• ACTION ITEM
Report each line of the records below that uses the word "upward".

[Stored entries]
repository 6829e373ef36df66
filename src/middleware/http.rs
//! HTTP-level middleware (cross-cutting concerns).
//!
//! Responsibility:
//! - Request-Id generation + propagation (X-Request-Id)
//! - Access logging / request tracing (TraceLayer)
//! - Body size limit and global timeout, both taken from `Config`
//!
//! Applied outermost, so authentication failures are traced and carry a request id too.

use axum::Router;
use axum::error_handling::HandleErrorLayer;
use axum::http::{StatusCode, header::HeaderName};
use tower::timeout::TimeoutLayer;
use tower::{BoxError, ServiceBuilder};
use tower_http::limit::RequestBodyLimitLayer;
use tower_http::request_id::{MakeRequestUuid, PropagateRequestIdLayer, SetRequestIdLayer};
use tower_http::trace::TraceLayer;

use crate::config::Config;

const REQUEST_ID_HEADER: &str = "x-request-id";

pub fn apply(router: Router, config: &Config) -> Router {
    let request_id_header = HeaderName::from_static(REQUEST_ID_HEADER);

    let layers = ServiceBuilder::new()
        // Timeout errors become responses; the router stays `Infallible`.
        .layer(HandleErrorLayer::new(|err: BoxError| async move {
            if err.is::<tower::timeout::error::Elapsed>() {
                StatusCode::REQUEST_TIMEOUT
            } else {
                tracing::error!(error = %err, "unhandled middleware error");
                StatusCode::INTERNAL_SERVER_ERROR
            }
        }))
        .layer(SetRequestIdLayer::new(
            request_id_header.clone(),
            MakeRequestUuid,
        ))
        .layer(PropagateRequestIdLayer::new(request_id_header))
        .layer(RequestBodyLimitLayer::new(config.http_body_limit_bytes))
        .layer(TimeoutLayer::new(config.http_timeout))
        .layer(TraceLayer::new_for_http());

    router.layer(layers)
}

#[cfg(test)]
mod tests {
    use super::*;
    use axum::{body::Body, http::Request, routing::get};
    use tower::ServiceExt;

    #[tokio::test]
    async fn request_id_is_generated_and_propagated() {
        let config = Config::from_lookup(|key| (key == "AUTH_JWT_SECRET").then(|| "s".to_string()))
            .unwrap();
        let app = apply(Router::new().route("/", get(|| async { "ok" })), &config);

        let response = app
            .oneshot(Request::builder().uri("/").body(Body::empty()).unwrap())
            .await
            .unwrap();

        assert_eq!(response.status(), StatusCode::OK);
        assert!(response.headers().contains_key(REQUEST_ID_HEADER));
    }
}
/*
 * Responsibility
 * - GET /me: verified claims of the caller
 * - GET /me/claims/{name}: one claim, 404 when absent
 */
use axum::{Json, extract::Path};
use serde_json::Value;

use crate::api::v1::extractors::Claims;
use crate::error::AppError;

pub async fn me(claims: Claims) -> Json<Claims> {
    Json(claims)
}

pub async fn claim(claims: Claims, Path(name): Path<String>) -> Result<Json<Value>, AppError> {
    claims
        .get(&name)
        .cloned()
        .map(Json)
        .ok_or_else(|| AppError::not_found(format!("claim '{name}'")))
}
/*
 * Responsibility
 * - v1 の公開ポイント (routes() の re-export など)
 */
pub mod extractors;
pub mod handlers;
mod routes;

pub use routes::routes;
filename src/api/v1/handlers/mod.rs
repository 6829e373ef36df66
pub mod admin;
pub mod health;
pub mod me;
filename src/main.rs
/*
 * Responsibility
 * - tokio runtime 起動
 * - app::run() の呼び出し（ロジックは置かない）
 */
use anyhow::Result;

#[tokio::main]
async fn main() -> Result<()> {
    bearer_gate::app::run().await
}
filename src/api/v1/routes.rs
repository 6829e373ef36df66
/*
 * Responsibility
 * - URL layout of v1
 * - which routes sit behind the bearer filter, and with which overrides
 */
use axum::{Router, routing::get};

use crate::api::v1::handlers::{
    admin::admin,
    health::health,
    me::{claim, me},
};
use crate::middleware::auth::{BearerAuth, RouteOverrides, protect, protect_with};

pub fn routes(filter: &BearerAuth, admin_overrides: RouteOverrides) -> Router {
    Router::new()
        .route(
            "/health",
            protect_with(get(health), filter, RouteOverrides::skip_auth()),
        )
        .route("/me", protect(get(me), filter))
        .route("/me/claims/{name}", protect(get(claim), filter))
        .route("/admin", protect_with(get(admin), filter, admin_overrides))
}
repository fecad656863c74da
//! Subprocess invocation for the external report generator.
//!
//! The generator is a Python script (`stock_report.py`) living at the project
//! root. Invoked with the single argument `report` it writes
//! `reports/latest.html` and `reports/latest.md` relative to the root and
//! exits non-zero on failure. Its internals are its own business.

use std::path::Path;
use std::process::Command;

use crate::error::{PublishError, Result};
use crate::paths;

/// Mode selector passed to the generator: "produce today's report".
pub const REPORT_MODE: &str = "report";

/// The python interpreters we know how to invoke, in priority order.
#[derive(Debug, Clone, Copy, PartialEq, Eq)]
pub enum Interpreter {
    Python3,
    Python,
}

impl Interpreter {
    pub fn name(&self) -> &'static str {
        match self {
            Interpreter::Python3 => "python3",
            Interpreter::Python => "python",
        }
    }
}

/// Detect the best available python interpreter.
/// Returns None if no interpreter is found.
pub fn detect_interpreter() -> Option<Interpreter> {
    if which::which("python3").is_ok() {
        return Some(Interpreter::Python3);
    }
    if which::which("python").is_ok() {
        return Some(Interpreter::Python);
    }
    None
}

/// Run the report generator in report mode and block until it exits.
///
/// Stdout and stderr are inherited so the generator's own diagnostics reach
/// the operator in real time. A non-zero exit status is fatal; the pipeline
/// has nothing to clean up because no copy has been attempted yet.
pub fn run_report(root: &Path) -> Result<()> {
    let script = paths::generator_script(root);
    if !script.is_file() {
        return Err(PublishError::GeneratorMissing(script));
    }

    let interpreter = detect_interpreter().ok_or(PublishError::NoInterpreter)?;
    tracing::debug!(
        interpreter = interpreter.name(),
        script = %script.display(),
        "running report generator"
    );

    let status = Command::new(interpreter.name())
        .arg(&script)
        .arg(REPORT_MODE)
        .current_dir(root)
        .status()
        .map_err(|e| PublishError::GeneratorSpawn(e.to_string()))?;

    if !status.success() {
        return Err(PublishError::GeneratorFailed {
            code: status.code().unwrap_or(1),
        });
    }
    Ok(())
}
use std::path::{Path, PathBuf};

// ---------------------------------------------------------------------------
// Fixed project layout
// ---------------------------------------------------------------------------

pub const GENERATOR_SCRIPT: &str = "stock_report.py";

pub const REPORTS_DIR: &str = "reports";
pub const REPORT_HTML: &str = "reports/latest.html";
pub const REPORT_MD: &str = "reports/latest.md";

pub const DOCS_DIR: &str = "docs";
pub const SITE_INDEX: &str = "docs/index.html";
pub const SITE_LATEST: &str = "docs/latest.md";

// ---------------------------------------------------------------------------
// Path helpers
// ---------------------------------------------------------------------------

pub fn generator_script(root: &Path) -> PathBuf {
    root.join(GENERATOR_SCRIPT)
}

pub fn report_html(root: &Path) -> PathBuf {
    root.join(REPORT_HTML)
}

pub fn report_md(root: &Path) -> PathBuf {
    root.join(REPORT_MD)
}

pub fn docs_dir(root: &Path) -> PathBuf {
    root.join(DOCS_DIR)
}

pub fn site_index(root: &Path) -> PathBuf {
    root.join(SITE_INDEX)
}

pub fn site_latest(root: &Path) -> PathBuf {
    root.join(SITE_LATEST)
}

// ---------------------------------------------------------------------------
// Tests
// ---------------------------------------------------------------------------

#[cfg(test)]
mod tests {
    use super::*;

    #[test]
    fn path_helpers() {
        let root = Path::new("/tmp/proj");
        assert_eq!(
            generator_script(root),
            PathBuf::from("/tmp/proj/stock_report.py")
        );
        assert_eq!(
            report_html(root),
            PathBuf::from("/tmp/proj/reports/latest.html")
        );
        assert_eq!(report_md(root), PathBuf::from("/tmp/proj/reports/latest.md"));
        assert_eq!(site_index(root), PathBuf::from("/tmp/proj/docs/index.html"));
        assert_eq!(site_latest(root), PathBuf::from("/tmp/proj/docs/latest.md"));
    }
}
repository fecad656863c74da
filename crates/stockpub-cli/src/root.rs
use std::path::{Path, PathBuf};

/// Resolve the project root directory.
///
/// Priority:
/// 1. `--root` flag / `STOCKPUB_ROOT` env var (passed in as `explicit`)
/// 2. Walk upward from `cwd` looking for `stock_report.py`
/// 3. Walk upward from `cwd` looking for `.git/`
/// 4. Fall back to `cwd`
pub fn resolve_root(explicit: Option<&Path>) -> PathBuf {
    if let Some(p) = explicit {
        return p.to_path_buf();
    }

    let cwd = std::env::current_dir().unwrap_or_else(|_| PathBuf::from("."));

    // Walk upward looking for the generator script
    let mut dir = cwd.clone();
    loop {
        if dir.join(stockpub_core::paths::GENERATOR_SCRIPT).is_file() {
            return dir;
        }
        match dir.parent() {
            Some(p) => dir = p.to_path_buf(),
            None => break,
        }
    }

    // Walk upward looking for .git/
    let mut dir = cwd.clone();
    loop {
        if dir.join(".git").is_dir() {
            return dir;
        }
        match dir.parent() {
            Some(p) => dir = p.to_path_buf(),
            None => break,
        }
    }

    cwd
}

#[cfg(test)]
mod tests {
    use super::*;
    use tempfile::TempDir;

    #[test]
    fn explicit_root_wins() {
        let dir = TempDir::new().unwrap();
        let result = resolve_root(Some(dir.path()));
        assert_eq!(result, dir.path());
    }
}
use std::path::PathBuf;
use thiserror::Error;

#[derive(Debug, Error)]
pub enum PublishError {
    #[error("report generator not found: {0}")]
    GeneratorMissing(PathBuf),

    #[error("no python interpreter found: install python3 or python")]
    NoInterpreter,

    #[error("failed to launch report generator: {0}")]
    GeneratorSpawn(String),

    #[error("report generator exited with code {code}")]
    GeneratorFailed { code: i32 },

    #[error("generated report not found: {0}")]
    ArtifactMissing(PathBuf),

    #[error("git add failed: {0}")]
    GitFailed(String),

    #[error(transparent)]
    Io(#[from] std::io::Error),
}

impl PublishError {
    /// Process exit code to propagate for this error.
    /// The generator's own exit code passes through; everything else is 1.
    pub fn exit_code(&self) -> i32 {
        match self {
            PublishError::GeneratorFailed { code } => *code,
            _ => 1,
        }
    }
}

pub type Result<T> = std::result::Result<T, PublishError>;
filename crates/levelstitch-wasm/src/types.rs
//! WASM-compatible wrapper types for raster data.

use levelstitch_core::decode::Raster;
use levelstitch_core::transform::InterpolationFilter;
use wasm_bindgen::prelude::*;

/// An RGBA raster for JavaScript.
///
/// # Memory Management
///
/// The pixel data is stored in WASM memory. `pixels()` copies it into a
/// `Uint8Array`, whose bytes can go straight into an `ImageData`. Call the
/// generated `free()` to release a large raster early.
#[wasm_bindgen]
pub struct JsRaster {
    inner: Raster,
}

#[wasm_bindgen]
impl JsRaster {
    /// Create a raster from dimensions and RGBA pixel data (4 bytes per pixel).
    #[wasm_bindgen(constructor)]
    pub fn new(width: u32, height: u32, pixels: Vec<u8>) -> Result<JsRaster, JsValue> {
        let expected = width as usize * height as usize * 4;
        if pixels.len() != expected {
            return Err(JsValue::from_str(&format!(
                "Invalid pixel data: expected {} bytes, got {}",
                expected,
                pixels.len()
            )));
        }
        Ok(Self {
            inner: Raster::new(width, height, pixels),
        })
    }

    #[wasm_bindgen(getter)]
    pub fn width(&self) -> u32 {
        self.inner.width
    }

    #[wasm_bindgen(getter)]
    pub fn height(&self) -> u32 {
        self.inner.height
    }

    #[wasm_bindgen(getter)]
    pub fn byte_length(&self) -> usize {
        self.inner.pixels.len()
    }

    /// Returns RGBA pixel data as Uint8Array (a copy).
    pub fn pixels(&self) -> Vec<u8> {
        self.inner.pixels.clone()
    }
}

impl JsRaster {
    pub(crate) fn from_raster(raster: Raster) -> Self {
        Self { inner: raster }
    }

    pub(crate) fn raster(&self) -> &Raster {
        &self.inner
    }
}

/// Convert a u8 filter value to the core filter.
///
/// Values:
/// - 0 = Nearest
/// - 1 = Bilinear
/// - 2 = Lanczos3
///
/// Any other value defaults to Bilinear.
pub(crate) fn filter_from_u8(value: u8) -> InterpolationFilter {
    match value {
        0 => InterpolationFilter::Nearest,
        2 => InterpolationFilter::Lanczos3,
        _ => InterpolationFilter::Bilinear,
    }
}

/// Map any displayable error to a JS string error.
pub(crate) fn js_error(e: impl std::fmt::Display) -> JsValue {
    JsValue::from_str(&e.to_string())
}

#[cfg(test)]
mod tests {
    use super::*;

    #[test]
    fn test_js_raster_accessors() {
        let raster = JsRaster::from_raster(Raster::filled(100, 50, [1, 2, 3, 4]));
        assert_eq!(raster.width(), 100);
        assert_eq!(raster.height(), 50);
        assert_eq!(raster.byte_length(), 20000);
        assert_eq!(&raster.pixels()[0..4], &[1, 2, 3, 4]);
    }

    #[test]
    fn test_filter_from_u8() {
        assert_eq!(filter_from_u8(0), InterpolationFilter::Nearest);
        assert_eq!(filter_from_u8(1), InterpolationFilter::Bilinear);
        assert_eq!(filter_from_u8(2), InterpolationFilter::Lanczos3);
        assert_eq!(filter_from_u8(255), InterpolationFilter::Bilinear);
    }
}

• WRITTEN RESPONSE
/// 2. Walk upward from `cwd` looking for `stock_report.py`
/// 3. Walk upward from `cwd` looking for `.git/`
    // Walk upward looking for the generator script
    // Walk upward looking for .git/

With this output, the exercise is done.